* TASK DESCRIPTION *
In the data below, the answer is the run of lines from the line containing "let values = [2.0, 4.0, 4.0, 4.0, 5.0, 5.0, 7.0, 9.0];" through the line containing "assert_eq!(stats.asset_count(), 5);", both included; print it exactly and nothing else.

[Collected data entries]
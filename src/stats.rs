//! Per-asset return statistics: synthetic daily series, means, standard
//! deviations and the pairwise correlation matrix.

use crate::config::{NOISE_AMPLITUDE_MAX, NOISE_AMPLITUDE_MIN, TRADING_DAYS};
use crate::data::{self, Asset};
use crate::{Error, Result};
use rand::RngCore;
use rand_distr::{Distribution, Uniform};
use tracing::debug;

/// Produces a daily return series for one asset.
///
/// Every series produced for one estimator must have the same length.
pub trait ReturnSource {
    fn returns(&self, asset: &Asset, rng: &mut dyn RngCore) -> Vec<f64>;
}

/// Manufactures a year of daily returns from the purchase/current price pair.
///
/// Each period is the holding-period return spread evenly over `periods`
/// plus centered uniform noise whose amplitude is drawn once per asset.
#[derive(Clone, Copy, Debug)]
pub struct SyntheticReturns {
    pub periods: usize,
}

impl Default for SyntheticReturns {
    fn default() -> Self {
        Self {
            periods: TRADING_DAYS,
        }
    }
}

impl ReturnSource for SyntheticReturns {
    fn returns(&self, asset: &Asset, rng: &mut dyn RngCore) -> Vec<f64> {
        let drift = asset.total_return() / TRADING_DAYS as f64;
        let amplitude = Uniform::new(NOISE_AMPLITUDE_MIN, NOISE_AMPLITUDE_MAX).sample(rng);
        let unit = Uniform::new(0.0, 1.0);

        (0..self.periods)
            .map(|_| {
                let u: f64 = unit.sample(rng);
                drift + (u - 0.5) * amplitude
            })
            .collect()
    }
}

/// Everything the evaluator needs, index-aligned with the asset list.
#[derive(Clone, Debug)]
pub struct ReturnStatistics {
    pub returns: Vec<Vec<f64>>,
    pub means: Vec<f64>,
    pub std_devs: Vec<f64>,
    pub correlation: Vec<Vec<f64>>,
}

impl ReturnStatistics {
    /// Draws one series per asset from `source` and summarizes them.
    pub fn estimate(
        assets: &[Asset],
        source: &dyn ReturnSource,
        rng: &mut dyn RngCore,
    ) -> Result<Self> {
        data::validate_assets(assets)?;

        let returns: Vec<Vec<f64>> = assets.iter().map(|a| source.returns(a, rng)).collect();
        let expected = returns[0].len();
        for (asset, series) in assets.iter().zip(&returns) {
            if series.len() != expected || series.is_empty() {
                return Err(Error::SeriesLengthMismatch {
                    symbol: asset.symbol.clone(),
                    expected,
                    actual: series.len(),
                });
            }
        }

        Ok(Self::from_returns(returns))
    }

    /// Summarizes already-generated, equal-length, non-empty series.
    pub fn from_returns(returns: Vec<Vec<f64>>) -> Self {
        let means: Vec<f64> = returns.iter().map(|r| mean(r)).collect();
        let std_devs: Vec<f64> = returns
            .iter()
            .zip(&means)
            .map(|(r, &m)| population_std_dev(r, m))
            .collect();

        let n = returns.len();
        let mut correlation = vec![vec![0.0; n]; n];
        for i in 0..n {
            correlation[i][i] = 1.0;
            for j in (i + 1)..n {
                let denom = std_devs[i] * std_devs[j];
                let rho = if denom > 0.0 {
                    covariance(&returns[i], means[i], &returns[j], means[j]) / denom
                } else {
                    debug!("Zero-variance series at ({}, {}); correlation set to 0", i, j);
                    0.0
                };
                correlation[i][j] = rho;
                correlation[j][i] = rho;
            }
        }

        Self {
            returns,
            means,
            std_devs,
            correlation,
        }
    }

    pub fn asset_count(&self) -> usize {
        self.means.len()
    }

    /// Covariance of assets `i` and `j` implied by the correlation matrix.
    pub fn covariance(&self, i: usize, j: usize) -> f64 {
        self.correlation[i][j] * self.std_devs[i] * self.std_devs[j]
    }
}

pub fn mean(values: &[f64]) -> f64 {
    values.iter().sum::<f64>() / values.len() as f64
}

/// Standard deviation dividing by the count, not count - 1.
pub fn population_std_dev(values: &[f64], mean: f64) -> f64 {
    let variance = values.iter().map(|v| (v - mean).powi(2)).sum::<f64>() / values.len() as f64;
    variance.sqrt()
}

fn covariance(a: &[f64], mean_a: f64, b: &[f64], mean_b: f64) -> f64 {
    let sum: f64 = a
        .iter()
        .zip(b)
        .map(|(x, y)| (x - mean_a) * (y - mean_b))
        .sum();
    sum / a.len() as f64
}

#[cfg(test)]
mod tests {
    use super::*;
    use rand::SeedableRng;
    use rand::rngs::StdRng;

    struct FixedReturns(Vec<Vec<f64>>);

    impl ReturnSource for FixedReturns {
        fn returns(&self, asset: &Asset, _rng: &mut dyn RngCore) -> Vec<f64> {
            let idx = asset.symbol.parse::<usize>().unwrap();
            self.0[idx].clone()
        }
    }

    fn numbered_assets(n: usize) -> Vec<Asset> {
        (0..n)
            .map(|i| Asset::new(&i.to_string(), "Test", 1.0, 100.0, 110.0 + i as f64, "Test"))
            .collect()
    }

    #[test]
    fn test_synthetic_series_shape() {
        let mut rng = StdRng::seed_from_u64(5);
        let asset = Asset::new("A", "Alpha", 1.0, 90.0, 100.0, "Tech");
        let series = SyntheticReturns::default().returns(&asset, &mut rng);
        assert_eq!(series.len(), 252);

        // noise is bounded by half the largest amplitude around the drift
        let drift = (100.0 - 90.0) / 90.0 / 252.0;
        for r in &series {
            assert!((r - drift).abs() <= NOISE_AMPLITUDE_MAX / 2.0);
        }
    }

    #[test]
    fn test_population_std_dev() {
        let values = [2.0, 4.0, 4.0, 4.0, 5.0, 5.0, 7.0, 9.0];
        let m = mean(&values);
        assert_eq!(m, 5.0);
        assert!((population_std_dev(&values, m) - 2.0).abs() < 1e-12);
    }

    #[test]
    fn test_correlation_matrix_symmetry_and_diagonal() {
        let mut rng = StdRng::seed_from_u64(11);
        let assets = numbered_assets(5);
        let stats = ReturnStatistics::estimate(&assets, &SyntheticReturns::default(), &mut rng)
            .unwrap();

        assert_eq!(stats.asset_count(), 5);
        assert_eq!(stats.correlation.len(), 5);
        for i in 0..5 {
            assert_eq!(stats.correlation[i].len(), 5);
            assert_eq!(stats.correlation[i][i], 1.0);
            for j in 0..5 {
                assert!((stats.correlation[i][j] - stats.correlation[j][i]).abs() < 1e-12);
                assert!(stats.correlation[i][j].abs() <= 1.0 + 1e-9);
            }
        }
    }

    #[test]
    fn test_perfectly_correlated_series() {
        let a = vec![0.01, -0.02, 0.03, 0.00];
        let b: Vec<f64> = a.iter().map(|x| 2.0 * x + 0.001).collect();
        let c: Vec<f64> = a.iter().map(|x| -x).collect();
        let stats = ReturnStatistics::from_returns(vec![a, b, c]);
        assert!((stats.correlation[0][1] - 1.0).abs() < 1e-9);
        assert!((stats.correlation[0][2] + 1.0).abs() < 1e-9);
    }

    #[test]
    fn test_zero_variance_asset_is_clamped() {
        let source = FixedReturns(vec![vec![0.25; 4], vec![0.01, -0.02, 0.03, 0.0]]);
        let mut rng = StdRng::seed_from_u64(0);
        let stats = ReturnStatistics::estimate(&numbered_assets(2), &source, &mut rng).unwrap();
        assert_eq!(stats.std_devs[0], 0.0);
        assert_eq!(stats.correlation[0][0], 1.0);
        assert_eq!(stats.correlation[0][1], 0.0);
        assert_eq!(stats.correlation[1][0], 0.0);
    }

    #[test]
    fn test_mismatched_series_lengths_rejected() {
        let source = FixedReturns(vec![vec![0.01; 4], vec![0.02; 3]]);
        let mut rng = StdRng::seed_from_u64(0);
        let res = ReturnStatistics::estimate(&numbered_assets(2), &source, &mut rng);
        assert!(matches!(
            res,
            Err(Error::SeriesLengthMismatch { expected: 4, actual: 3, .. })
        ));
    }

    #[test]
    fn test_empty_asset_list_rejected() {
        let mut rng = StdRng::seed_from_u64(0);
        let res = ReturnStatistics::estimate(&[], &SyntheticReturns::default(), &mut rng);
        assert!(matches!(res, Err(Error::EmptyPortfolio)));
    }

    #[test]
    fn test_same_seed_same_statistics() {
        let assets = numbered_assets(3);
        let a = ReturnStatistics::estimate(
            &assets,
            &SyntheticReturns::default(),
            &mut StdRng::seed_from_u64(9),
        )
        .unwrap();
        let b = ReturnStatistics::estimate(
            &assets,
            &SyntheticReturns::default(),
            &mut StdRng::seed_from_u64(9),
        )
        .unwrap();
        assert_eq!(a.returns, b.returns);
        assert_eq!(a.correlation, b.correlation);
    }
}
---
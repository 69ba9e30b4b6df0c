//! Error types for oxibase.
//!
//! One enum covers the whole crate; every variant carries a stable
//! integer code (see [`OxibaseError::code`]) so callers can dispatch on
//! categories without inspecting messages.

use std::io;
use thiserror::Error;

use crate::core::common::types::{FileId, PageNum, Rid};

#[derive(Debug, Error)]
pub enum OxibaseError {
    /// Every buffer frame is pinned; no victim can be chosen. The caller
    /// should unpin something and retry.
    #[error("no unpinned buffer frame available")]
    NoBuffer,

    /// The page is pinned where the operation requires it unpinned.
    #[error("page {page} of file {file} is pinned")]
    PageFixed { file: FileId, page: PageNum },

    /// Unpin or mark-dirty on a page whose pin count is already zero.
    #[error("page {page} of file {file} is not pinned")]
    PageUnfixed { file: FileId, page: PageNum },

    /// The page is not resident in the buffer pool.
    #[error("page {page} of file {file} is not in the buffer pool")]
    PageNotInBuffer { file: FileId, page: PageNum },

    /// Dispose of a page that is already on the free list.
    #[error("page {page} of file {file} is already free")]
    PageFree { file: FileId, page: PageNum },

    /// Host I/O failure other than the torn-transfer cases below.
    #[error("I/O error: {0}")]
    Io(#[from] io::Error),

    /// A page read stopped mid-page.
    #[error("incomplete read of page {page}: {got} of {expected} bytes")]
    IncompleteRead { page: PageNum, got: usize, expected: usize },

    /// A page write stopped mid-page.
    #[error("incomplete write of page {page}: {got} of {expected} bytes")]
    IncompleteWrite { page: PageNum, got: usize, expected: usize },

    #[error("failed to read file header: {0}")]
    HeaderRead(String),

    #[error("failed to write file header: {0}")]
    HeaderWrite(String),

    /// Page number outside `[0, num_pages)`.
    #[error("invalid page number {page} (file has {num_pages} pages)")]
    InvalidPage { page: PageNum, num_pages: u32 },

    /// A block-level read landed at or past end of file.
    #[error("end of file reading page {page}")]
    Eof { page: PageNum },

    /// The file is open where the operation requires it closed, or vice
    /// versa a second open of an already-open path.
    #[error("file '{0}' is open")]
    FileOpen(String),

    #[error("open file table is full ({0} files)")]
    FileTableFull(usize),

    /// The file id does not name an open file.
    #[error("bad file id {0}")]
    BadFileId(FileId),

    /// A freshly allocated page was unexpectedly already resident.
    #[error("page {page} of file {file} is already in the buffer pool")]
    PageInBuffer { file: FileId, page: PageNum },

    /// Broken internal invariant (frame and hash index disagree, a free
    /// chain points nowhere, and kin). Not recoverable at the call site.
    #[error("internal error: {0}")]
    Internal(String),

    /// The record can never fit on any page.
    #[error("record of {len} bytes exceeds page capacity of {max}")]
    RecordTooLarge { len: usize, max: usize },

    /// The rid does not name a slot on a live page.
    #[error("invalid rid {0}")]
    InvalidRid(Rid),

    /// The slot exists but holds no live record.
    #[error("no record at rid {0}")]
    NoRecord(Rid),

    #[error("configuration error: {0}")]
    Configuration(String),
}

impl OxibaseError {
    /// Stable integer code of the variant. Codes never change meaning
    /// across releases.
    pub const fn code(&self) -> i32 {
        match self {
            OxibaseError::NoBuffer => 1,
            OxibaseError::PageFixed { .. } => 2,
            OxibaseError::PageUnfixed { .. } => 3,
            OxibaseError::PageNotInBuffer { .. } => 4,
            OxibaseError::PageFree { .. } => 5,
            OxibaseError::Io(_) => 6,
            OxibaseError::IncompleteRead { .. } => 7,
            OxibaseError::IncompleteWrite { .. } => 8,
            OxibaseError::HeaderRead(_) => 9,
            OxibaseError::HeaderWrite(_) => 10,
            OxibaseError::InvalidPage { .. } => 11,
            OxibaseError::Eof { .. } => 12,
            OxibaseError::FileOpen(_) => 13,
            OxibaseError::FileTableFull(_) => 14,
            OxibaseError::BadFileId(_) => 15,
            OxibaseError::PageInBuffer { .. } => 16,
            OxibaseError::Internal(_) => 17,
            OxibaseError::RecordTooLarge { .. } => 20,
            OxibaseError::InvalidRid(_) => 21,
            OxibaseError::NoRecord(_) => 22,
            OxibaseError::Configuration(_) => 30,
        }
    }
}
---
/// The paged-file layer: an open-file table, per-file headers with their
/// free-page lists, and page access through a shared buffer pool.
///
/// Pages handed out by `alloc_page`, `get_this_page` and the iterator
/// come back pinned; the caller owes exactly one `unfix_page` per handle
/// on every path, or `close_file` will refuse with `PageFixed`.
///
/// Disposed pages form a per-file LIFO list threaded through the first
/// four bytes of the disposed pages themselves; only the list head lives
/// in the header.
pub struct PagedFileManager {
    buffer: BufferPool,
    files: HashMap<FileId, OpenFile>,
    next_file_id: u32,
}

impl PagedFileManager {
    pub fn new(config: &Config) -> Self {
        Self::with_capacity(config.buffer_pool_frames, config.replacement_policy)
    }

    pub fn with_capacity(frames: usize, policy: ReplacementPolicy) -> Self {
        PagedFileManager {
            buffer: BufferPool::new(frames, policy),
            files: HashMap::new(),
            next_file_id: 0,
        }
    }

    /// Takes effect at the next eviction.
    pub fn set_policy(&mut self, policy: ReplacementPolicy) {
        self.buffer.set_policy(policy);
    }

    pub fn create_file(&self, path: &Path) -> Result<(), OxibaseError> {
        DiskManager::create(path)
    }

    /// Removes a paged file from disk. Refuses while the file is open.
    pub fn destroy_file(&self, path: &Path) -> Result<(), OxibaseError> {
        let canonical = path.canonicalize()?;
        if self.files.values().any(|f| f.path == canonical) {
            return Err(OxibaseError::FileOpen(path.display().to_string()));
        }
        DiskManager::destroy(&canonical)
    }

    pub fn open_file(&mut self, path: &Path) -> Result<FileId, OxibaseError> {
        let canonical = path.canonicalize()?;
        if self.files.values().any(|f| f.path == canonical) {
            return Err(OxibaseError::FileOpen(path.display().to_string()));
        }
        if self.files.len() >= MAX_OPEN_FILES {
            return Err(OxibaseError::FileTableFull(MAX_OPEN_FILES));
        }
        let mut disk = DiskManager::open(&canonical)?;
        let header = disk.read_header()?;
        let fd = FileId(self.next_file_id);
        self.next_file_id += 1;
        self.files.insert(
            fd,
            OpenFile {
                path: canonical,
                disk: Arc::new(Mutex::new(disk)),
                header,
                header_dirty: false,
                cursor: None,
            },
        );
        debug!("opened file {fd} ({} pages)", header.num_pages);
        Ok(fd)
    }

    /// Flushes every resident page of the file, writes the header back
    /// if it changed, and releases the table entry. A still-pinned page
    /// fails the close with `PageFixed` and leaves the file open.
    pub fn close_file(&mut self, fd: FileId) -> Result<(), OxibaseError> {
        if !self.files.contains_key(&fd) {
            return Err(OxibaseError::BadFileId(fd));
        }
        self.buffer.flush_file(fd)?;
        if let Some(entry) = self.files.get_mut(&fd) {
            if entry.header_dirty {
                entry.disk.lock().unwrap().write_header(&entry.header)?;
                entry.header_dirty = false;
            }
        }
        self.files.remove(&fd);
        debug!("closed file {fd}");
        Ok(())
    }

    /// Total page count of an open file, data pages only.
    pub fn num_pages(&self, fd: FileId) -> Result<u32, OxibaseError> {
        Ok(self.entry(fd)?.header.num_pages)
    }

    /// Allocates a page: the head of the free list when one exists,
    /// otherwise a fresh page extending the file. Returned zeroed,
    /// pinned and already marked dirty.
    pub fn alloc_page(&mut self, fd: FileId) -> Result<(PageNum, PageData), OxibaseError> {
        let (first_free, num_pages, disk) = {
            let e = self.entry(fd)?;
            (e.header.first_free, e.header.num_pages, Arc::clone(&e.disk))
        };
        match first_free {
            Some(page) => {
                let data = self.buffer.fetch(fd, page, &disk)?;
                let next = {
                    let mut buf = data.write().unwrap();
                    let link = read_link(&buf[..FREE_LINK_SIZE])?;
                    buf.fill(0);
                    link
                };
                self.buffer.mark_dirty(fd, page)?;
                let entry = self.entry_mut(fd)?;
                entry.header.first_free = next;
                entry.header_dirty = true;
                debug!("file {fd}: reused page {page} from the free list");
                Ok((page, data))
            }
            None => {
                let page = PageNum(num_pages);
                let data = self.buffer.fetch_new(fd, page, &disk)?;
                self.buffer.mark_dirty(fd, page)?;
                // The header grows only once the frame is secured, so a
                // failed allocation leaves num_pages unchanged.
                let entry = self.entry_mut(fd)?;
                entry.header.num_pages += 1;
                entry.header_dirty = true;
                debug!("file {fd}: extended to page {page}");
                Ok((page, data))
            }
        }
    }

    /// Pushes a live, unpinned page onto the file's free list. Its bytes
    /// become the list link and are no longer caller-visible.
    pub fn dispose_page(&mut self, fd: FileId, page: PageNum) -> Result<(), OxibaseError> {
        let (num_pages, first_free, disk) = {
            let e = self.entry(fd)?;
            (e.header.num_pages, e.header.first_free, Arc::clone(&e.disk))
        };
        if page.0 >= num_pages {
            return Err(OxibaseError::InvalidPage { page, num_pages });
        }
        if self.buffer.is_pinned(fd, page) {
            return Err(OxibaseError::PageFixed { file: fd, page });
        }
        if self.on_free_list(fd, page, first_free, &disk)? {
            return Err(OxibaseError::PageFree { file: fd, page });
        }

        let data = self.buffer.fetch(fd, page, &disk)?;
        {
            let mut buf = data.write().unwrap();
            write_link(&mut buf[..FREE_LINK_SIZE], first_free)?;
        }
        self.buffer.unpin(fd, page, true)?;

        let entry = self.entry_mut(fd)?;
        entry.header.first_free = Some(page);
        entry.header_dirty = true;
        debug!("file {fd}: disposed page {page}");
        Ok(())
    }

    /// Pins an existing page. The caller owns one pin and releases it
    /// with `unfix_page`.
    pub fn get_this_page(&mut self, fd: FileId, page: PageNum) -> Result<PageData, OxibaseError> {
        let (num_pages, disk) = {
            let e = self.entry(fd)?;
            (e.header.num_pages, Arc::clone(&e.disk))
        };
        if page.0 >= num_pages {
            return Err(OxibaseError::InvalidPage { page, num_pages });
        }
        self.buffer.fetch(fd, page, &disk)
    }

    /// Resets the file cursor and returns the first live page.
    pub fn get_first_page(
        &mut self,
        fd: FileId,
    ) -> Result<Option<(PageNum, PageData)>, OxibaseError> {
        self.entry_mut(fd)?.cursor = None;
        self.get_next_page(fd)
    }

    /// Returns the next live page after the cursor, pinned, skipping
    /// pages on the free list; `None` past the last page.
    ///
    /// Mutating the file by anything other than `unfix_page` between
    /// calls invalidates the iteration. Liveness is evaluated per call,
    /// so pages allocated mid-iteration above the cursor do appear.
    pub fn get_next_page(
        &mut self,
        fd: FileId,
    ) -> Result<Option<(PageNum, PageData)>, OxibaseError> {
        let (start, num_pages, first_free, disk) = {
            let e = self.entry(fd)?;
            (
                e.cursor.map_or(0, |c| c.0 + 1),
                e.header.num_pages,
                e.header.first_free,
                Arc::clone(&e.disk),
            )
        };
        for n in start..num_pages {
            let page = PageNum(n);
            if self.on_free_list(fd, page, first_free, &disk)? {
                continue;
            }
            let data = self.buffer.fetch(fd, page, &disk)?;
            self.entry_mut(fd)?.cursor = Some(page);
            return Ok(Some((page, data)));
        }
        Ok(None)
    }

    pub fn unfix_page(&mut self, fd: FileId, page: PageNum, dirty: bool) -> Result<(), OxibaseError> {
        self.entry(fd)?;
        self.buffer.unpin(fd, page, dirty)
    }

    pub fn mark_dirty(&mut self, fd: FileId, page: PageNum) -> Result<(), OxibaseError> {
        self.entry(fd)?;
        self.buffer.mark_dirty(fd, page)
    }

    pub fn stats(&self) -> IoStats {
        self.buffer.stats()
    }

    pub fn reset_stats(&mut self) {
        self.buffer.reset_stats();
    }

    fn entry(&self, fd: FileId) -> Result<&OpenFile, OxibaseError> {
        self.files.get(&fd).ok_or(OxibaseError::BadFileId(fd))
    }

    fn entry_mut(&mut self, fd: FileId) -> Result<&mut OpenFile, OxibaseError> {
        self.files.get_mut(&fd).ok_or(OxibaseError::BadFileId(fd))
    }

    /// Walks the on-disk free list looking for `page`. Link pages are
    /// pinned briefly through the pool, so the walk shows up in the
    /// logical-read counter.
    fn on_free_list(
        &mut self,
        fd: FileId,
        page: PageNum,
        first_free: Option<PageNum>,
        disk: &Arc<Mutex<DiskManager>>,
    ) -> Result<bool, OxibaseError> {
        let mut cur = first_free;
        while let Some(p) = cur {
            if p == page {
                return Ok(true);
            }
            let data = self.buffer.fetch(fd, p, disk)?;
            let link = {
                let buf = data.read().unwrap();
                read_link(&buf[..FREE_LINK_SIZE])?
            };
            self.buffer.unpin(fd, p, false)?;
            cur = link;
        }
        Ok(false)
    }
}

* SOLUTION FOR THIS TASK *
        let values = [2.0, 4.0, 4.0, 4.0, 5.0, 5.0, 7.0, 9.0];
        let m = mean(&values);
        assert_eq!(m, 5.0);
        assert!((population_std_dev(&values, m) - 2.0).abs() < 1e-12);
    }

    #[test]
    fn test_correlation_matrix_symmetry_and_diagonal() {
        let mut rng = StdRng::seed_from_u64(11);
        let assets = numbered_assets(5);
        let stats = ReturnStatistics::estimate(&assets, &SyntheticReturns::default(), &mut rng)
            .unwrap();

        assert_eq!(stats.asset_count(), 5);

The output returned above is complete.